- **Data for analysis**

//! In-memory transport serving canned pages
//!
//! Test double for the HTTP transport: routes map URLs to documents or
//! redirects, and every form post is recorded.

use std::collections::HashMap;

use reqwest::Url;

use super::transport::{Response, Transport};
use crate::domain::ports::{BrowserError, BrowserResult};

enum Route {
    Page(String),
    Redirect(String),
}

#[derive(Default)]
pub struct ScriptedTransport {
    routes: HashMap<String, Route>,
    /// `(url, fields)` of every POST, in order
    pub posts: Vec<(String, Vec<(String, String)>)>,
    pub gets: Vec<String>,
    pub resets: usize,
}

impl ScriptedTransport {
    pub fn new() -> Self {
        Self::default()
    }

    pub fn page(mut self, url: &str, body: &str) -> Self {
        self.routes.insert(url.to_string(), Route::Page(body.to_string()));
        self
    }

    pub fn redirect(mut self, from: &str, to: &str) -> Self {
        self.routes.insert(from.to_string(), Route::Redirect(to.to_string()));
        self
    }

    fn serve(&self, url: &Url) -> BrowserResult<Response> {
        let mut current = url.to_string();
        for _ in 0..10 {
            // Query strings only matter for exact routes
            let route = self.routes.get(&current).or_else(|| {
                let mut bare = Url::parse(&current).ok()?;
                bare.set_query(None);
                self.routes.get(bare.as_str())
            });
            match route {
                Some(Route::Page(body)) => {
                    let url = Url::parse(&current).map_err(|e| BrowserError::InvalidUrl {
                        url: current.clone(),
                        message: e.to_string(),
                    })?;
                    return Ok(Response {
                        url,
                        body: body.clone(),
                    });
                }
                Some(Route::Redirect(to)) => current = to.clone(),
                None => break,
            }
        }
        Err(BrowserError::Transport {
            url: current,
            message: "no route".to_string(),
        })
    }
}

impl Transport for ScriptedTransport {
    fn get(&mut self, url: &Url) -> BrowserResult<Response> {
        self.gets.push(url.to_string());
        self.serve(url)
    }

    fn post_form(&mut self, url: &Url, fields: &[(String, String)]) -> BrowserResult<Response> {
        self.posts.push((url.to_string(), fields.to_vec()));
        self.serve(url)
    }

    fn reset(&mut self) -> BrowserResult<()> {
        self.resets += 1;
        Ok(())
    }
}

- **About this task**
Each line of the data above that contains the string "fields" should be counted; give only the total.

- **Your response**
3